Top of SOURCE DATA
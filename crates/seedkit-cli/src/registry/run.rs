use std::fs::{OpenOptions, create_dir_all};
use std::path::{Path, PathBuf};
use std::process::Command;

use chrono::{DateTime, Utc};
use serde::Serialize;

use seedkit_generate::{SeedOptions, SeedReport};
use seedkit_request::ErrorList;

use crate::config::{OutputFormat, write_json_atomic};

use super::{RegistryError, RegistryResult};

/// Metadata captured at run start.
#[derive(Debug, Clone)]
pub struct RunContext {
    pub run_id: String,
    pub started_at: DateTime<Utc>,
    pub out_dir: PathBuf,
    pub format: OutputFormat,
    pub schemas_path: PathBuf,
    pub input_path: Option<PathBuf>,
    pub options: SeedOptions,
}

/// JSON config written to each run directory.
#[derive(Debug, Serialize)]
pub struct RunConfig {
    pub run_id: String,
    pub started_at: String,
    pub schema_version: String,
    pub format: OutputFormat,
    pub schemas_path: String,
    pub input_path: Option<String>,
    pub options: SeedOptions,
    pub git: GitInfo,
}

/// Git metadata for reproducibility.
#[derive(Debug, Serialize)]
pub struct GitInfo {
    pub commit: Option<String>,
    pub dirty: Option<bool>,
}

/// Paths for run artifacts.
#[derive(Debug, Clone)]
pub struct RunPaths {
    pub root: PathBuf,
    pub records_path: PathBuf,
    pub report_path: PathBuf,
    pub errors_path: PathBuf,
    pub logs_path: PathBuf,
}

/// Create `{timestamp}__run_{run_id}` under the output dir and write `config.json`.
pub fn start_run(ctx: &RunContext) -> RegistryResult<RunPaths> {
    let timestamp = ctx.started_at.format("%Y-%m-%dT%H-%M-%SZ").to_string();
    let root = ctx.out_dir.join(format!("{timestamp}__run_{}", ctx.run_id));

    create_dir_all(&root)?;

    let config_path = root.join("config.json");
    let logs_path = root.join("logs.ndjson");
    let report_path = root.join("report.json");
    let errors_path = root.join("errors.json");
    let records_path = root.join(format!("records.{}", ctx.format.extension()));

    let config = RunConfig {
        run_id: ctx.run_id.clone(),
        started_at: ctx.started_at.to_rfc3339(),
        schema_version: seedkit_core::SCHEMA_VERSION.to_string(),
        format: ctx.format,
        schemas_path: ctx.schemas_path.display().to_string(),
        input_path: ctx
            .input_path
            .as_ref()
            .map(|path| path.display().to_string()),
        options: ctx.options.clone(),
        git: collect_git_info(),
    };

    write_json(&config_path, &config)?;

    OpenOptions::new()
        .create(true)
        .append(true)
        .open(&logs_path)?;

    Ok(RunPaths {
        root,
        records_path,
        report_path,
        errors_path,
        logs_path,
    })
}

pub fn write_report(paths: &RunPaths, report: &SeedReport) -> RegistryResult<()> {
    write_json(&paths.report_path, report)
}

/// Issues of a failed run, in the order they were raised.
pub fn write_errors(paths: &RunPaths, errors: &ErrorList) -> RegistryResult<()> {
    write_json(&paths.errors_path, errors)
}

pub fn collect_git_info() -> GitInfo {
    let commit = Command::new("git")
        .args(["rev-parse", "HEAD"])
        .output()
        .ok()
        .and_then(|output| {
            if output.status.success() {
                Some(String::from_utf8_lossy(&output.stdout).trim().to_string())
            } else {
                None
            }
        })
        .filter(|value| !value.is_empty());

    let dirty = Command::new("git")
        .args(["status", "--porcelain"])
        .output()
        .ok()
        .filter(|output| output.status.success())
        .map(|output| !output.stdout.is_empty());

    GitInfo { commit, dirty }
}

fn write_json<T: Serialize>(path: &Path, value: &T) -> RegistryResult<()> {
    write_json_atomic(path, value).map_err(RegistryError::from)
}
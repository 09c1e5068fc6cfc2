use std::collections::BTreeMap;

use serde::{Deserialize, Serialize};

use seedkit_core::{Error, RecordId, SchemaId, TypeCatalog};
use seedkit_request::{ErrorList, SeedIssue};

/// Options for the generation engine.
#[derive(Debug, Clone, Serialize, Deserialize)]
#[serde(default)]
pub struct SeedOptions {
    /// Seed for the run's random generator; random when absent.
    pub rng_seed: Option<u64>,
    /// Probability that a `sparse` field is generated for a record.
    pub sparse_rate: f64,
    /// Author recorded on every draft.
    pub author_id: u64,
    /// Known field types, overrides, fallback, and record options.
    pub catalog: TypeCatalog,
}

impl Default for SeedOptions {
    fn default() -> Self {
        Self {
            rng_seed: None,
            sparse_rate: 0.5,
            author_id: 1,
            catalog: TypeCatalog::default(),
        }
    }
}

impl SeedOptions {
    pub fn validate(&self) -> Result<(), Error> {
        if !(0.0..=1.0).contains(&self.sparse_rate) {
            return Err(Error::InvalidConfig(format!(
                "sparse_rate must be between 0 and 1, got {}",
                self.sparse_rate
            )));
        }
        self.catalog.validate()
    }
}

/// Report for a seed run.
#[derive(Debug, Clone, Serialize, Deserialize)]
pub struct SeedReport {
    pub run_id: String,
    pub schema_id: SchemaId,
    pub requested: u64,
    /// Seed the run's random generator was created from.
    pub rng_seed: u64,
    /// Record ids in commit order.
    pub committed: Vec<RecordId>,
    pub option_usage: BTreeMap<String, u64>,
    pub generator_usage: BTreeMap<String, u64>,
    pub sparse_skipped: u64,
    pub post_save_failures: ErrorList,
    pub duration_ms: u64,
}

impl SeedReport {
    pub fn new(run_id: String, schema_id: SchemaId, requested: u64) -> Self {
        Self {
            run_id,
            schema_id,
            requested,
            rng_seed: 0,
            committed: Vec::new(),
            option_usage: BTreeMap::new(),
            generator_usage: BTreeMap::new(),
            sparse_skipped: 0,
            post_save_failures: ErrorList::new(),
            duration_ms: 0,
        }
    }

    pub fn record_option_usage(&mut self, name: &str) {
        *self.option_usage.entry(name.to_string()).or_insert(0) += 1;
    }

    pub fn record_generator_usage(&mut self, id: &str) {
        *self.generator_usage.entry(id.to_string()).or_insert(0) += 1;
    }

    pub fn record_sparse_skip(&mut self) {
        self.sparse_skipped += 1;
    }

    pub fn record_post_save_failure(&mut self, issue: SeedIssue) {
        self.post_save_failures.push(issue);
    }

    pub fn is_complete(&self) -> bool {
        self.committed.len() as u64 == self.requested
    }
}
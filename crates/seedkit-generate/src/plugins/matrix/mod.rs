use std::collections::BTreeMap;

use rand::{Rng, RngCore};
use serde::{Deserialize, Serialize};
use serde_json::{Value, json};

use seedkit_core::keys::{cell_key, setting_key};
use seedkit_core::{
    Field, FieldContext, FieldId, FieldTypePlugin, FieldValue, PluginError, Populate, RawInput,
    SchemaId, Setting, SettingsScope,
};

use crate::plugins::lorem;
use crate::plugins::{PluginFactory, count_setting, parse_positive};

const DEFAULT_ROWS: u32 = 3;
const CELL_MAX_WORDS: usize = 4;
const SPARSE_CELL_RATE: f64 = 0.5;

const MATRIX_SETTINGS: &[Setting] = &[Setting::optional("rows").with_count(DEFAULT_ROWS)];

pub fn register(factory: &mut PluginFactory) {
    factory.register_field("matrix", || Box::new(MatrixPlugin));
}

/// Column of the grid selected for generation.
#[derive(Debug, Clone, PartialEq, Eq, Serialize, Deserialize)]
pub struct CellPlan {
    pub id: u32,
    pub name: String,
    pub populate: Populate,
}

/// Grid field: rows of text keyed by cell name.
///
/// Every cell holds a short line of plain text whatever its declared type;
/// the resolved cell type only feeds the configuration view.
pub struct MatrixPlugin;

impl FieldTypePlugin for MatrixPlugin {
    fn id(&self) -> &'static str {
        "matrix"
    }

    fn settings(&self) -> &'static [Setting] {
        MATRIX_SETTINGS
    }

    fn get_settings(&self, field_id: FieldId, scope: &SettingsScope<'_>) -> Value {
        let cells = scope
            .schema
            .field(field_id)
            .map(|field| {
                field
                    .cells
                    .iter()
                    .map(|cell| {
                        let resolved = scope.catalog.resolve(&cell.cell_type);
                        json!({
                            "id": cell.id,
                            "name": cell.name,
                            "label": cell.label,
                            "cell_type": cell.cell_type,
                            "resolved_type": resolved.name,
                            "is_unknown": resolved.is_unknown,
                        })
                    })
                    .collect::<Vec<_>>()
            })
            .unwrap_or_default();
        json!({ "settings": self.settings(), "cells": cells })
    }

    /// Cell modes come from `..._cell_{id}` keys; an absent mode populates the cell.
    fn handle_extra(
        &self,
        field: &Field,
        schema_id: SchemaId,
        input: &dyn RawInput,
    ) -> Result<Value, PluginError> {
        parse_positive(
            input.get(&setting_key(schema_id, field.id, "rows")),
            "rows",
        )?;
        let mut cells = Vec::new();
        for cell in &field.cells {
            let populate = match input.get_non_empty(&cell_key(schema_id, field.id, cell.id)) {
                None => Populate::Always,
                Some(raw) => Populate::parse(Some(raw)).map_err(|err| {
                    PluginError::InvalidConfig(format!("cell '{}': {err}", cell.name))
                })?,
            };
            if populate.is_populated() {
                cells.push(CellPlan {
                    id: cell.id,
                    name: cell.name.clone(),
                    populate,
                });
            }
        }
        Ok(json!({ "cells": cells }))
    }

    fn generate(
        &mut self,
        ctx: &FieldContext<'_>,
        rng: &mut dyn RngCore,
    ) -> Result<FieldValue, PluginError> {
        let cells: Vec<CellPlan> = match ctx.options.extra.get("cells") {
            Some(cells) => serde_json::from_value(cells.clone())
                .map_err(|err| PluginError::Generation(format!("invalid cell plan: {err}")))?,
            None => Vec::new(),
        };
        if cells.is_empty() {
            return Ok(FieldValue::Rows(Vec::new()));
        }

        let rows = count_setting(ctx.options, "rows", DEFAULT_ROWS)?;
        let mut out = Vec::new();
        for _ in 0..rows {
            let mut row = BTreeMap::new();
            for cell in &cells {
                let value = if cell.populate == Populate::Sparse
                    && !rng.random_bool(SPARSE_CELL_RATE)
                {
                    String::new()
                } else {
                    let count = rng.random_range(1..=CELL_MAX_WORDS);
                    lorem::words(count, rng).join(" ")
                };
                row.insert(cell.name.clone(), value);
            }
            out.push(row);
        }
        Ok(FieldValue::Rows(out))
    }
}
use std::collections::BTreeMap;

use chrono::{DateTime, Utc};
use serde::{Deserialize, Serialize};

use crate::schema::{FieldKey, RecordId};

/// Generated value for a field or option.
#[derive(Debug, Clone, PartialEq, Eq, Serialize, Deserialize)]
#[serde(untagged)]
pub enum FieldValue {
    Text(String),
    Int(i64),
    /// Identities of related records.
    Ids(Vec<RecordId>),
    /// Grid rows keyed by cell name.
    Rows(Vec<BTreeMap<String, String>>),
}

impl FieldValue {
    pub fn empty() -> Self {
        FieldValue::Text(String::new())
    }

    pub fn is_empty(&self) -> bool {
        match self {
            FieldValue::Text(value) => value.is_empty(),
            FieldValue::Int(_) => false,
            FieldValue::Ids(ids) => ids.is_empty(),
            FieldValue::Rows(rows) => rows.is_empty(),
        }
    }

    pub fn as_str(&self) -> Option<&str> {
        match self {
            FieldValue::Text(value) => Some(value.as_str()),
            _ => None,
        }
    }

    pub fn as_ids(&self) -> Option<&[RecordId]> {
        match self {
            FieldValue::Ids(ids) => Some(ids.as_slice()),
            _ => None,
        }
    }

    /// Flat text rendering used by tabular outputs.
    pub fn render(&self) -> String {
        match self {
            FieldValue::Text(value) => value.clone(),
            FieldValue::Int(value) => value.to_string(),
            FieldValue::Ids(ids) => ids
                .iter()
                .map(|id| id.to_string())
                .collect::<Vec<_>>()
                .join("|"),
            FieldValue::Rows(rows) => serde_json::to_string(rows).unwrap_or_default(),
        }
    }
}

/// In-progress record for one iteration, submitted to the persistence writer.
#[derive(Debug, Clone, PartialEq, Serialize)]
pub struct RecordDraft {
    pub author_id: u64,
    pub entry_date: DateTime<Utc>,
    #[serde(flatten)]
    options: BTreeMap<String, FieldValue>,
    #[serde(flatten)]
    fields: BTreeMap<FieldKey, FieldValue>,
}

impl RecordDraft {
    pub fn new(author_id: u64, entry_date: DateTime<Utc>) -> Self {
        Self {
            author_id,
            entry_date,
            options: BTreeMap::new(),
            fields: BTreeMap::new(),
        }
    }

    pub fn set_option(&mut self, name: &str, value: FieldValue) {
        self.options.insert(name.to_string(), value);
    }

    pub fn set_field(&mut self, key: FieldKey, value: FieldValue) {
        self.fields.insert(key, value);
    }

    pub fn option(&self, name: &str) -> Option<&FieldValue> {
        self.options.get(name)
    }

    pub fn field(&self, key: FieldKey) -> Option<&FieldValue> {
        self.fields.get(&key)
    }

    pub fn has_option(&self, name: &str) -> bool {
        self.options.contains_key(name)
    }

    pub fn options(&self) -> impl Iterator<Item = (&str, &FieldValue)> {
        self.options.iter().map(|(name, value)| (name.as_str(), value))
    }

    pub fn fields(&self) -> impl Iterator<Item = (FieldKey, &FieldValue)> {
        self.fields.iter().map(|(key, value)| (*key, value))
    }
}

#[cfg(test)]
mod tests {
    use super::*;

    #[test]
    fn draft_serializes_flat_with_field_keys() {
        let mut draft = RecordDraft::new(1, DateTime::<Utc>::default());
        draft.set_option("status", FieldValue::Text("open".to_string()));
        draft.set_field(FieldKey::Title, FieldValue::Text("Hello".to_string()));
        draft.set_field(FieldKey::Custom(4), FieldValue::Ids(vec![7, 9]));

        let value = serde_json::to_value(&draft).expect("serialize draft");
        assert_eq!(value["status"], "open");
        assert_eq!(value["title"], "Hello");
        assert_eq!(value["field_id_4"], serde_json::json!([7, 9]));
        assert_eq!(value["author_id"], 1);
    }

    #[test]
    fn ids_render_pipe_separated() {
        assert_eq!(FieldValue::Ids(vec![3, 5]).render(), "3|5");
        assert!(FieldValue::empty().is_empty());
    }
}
Bottom of SOURCE DATA
Top of SOURCE DATA
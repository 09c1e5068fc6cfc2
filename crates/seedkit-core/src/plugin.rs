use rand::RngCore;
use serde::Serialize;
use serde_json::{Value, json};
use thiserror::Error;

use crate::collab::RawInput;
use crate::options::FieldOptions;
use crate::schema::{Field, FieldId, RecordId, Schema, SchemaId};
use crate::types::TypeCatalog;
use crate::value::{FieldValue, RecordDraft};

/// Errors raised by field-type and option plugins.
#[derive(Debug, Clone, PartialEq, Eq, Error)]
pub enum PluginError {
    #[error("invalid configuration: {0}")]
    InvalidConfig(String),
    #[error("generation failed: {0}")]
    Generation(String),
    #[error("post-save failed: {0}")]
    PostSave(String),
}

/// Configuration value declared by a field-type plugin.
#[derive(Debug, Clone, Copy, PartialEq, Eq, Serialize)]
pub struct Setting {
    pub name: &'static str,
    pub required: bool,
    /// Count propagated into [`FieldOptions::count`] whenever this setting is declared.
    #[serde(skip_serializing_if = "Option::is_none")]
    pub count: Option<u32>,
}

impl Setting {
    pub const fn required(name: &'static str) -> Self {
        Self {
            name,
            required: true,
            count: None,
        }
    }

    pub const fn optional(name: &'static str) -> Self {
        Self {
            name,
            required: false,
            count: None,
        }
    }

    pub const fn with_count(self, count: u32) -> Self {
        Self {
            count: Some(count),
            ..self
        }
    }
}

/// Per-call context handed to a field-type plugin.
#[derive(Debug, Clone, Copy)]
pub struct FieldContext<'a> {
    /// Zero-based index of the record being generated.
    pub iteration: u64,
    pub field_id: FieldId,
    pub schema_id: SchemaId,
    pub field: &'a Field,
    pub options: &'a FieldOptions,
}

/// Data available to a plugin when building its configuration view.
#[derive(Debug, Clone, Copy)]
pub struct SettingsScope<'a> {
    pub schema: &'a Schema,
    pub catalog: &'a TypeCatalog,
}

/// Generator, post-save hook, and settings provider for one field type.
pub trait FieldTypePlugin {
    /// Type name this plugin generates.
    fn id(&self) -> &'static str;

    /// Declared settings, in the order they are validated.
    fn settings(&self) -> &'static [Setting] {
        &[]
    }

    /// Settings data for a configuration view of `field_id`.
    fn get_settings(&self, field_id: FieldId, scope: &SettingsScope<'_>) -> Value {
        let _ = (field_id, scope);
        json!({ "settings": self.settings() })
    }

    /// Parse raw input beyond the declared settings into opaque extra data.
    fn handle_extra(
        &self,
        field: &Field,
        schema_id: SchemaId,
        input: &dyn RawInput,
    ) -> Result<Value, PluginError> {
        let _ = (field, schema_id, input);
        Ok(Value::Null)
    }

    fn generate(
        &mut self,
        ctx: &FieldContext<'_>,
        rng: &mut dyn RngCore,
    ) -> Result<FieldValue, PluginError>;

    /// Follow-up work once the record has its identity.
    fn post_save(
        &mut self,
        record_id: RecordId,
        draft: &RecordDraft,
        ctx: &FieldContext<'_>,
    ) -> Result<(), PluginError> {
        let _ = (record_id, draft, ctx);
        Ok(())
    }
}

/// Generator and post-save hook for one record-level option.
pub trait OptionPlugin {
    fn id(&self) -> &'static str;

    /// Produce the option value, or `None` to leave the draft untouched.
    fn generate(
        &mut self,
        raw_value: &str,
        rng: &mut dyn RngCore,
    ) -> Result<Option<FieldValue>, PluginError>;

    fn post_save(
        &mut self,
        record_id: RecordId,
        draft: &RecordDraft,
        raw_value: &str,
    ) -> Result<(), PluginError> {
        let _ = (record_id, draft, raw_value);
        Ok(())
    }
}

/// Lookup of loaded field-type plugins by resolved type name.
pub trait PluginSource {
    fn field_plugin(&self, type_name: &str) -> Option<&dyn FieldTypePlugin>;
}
Bottom of SOURCE DATA
Top of SOURCE DATA
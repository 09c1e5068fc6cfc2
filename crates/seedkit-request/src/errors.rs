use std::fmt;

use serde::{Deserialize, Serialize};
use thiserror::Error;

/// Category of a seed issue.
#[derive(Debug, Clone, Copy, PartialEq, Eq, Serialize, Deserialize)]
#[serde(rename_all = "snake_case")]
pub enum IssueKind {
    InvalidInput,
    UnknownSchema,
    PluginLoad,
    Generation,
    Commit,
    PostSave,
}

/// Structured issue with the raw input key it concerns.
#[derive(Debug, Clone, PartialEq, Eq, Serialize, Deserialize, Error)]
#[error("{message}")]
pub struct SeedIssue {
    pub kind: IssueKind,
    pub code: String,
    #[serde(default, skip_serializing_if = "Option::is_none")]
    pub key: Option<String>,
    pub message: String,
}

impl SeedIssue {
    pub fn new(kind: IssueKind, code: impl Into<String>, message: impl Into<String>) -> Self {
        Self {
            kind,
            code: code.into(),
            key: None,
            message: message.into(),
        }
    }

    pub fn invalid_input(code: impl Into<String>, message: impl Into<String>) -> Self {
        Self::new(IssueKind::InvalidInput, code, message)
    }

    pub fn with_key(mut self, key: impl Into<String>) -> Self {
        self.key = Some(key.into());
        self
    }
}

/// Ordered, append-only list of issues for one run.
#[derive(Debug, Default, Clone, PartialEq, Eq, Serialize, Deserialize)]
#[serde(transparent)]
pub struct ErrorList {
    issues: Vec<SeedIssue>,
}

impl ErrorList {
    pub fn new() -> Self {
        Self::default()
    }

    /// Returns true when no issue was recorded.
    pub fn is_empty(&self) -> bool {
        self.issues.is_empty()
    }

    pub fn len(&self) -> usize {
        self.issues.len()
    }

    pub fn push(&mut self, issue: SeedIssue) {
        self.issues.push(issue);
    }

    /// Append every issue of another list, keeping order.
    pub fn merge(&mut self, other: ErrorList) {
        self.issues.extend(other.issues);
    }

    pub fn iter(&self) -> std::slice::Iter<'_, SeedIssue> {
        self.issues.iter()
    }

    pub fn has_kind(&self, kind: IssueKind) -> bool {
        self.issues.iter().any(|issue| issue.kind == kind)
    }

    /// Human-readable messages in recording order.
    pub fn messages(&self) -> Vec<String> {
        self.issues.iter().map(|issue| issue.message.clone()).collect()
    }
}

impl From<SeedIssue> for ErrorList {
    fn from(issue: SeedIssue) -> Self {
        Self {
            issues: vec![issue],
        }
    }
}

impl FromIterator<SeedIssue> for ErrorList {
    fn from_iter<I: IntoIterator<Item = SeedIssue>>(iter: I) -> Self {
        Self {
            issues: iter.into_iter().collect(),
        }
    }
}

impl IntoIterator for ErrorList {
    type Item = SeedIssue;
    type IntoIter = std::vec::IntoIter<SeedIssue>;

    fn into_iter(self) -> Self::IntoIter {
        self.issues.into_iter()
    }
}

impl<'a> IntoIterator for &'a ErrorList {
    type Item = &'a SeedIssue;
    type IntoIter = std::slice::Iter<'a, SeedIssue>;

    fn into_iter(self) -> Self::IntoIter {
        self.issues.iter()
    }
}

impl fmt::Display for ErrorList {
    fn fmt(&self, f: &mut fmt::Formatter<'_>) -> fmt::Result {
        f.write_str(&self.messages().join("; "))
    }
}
Bottom of SOURCE DATA
- _DIRECTIONS FOR THIS TASK_: The lines to show are those in the data above that include "dirty".

- _SOLUTION TO THIS TASK_:
    pub dirty: Option<bool>,
    let dirty = Command::new("git")
    GitInfo { commit, dirty }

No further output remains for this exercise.